/// Compare the common benchmarks of every suite in `data`.
///
/// Options are validated first; benchmarks without enough data are listed
/// as [`Verdict::NotEnoughData`] and reported to `diagnostics`.
pub fn compare_suites(
    data: &SuiteCollection,
    options: &CompareOptions,
    diagnostics: &mut Diagnostics,
) -> Result<CompareReport> {
    options.validate(data.suite_count())?;
    let min_speed = options.min_speed.unwrap_or(0.0);
    let labels = data.labels();

    let mut rows = Vec::new();
    for group in data.group_by_name() {
        let timings: Vec<SuiteTiming> = group
            .members
            .iter()
            .map(|member| SuiteTiming {
                label: member.label.clone(),
                timing: Timing::of(member.benchmark),
            })
            .collect();

        let means: Option<Vec<f64>> = timings.iter().map(|t| t.timing.map(|t| t.mean)).collect();
        let Some(means) = means else {
            for (member, timing) in group.members.iter().zip(&timings) {
                if timing.timing.is_none() {
                    diagnostics.warn(
                        DiagnosticKind::InsufficientData,
                        group.name.clone(),
                        format!(
                            "{}: not enough data to compare ({} runs, {} samples)",
                            member.label,
                            member.benchmark.nrun(),
                            member.benchmark.nsample()
                        ),
                    );
                }
            }
            rows.push(CompareRow {
                name: group.name,
                timings,
                ranking: Vec::new(),
                verdict: Verdict::NotEnoughData,
            });
            continue;
        };

        let (changes, ranking) = match options.mode {
            CompareMode::Baseline => {
                let changes = (1..means.len())
                    .map(|j| SpeedChange::between(0, j, means[0], means[j], min_speed))
                    .collect();
                (changes, Vec::new())
            }
            CompareMode::Ranked => {
                let mut changes = Vec::new();
                for i in 0..means.len() {
                    for j in i + 1..means.len() {
                        changes.push(SpeedChange::between(i, j, means[i], means[j], min_speed));
                    }
                }
                let mut ranking: Vec<usize> = (0..means.len()).collect();
                ranking.sort_by(|&a, &b| means[a].total_cmp(&means[b]));
                (changes, ranking)
            }
        };

        rows.push(CompareRow {
            name: group.name,
            timings,
            ranking,
            verdict: Verdict::Changes(changes),
        });
    }

    let groups = options.group_by_speed.then(|| SpeedGroups::from_rows(&rows));
    tracing::debug!(
        rows = rows.len(),
        suites = data.suite_count(),
        mode = ?options.mode,
        "compared benchmark suites"
    );

    Ok(CompareReport {
        mode: options.mode,
        labels,
        min_speed,
        rows,
        groups,
    })
}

Your objective:
Search the records for the word "timings", then list every line that has it.

Task answer:
        let timings: Vec<SuiteTiming> = group
        let means: Option<Vec<f64>> = timings.iter().map(|t| t.timing.map(|t| t.mean)).collect();
            for (member, timing) in group.members.iter().zip(&timings) {
                timings,
            timings,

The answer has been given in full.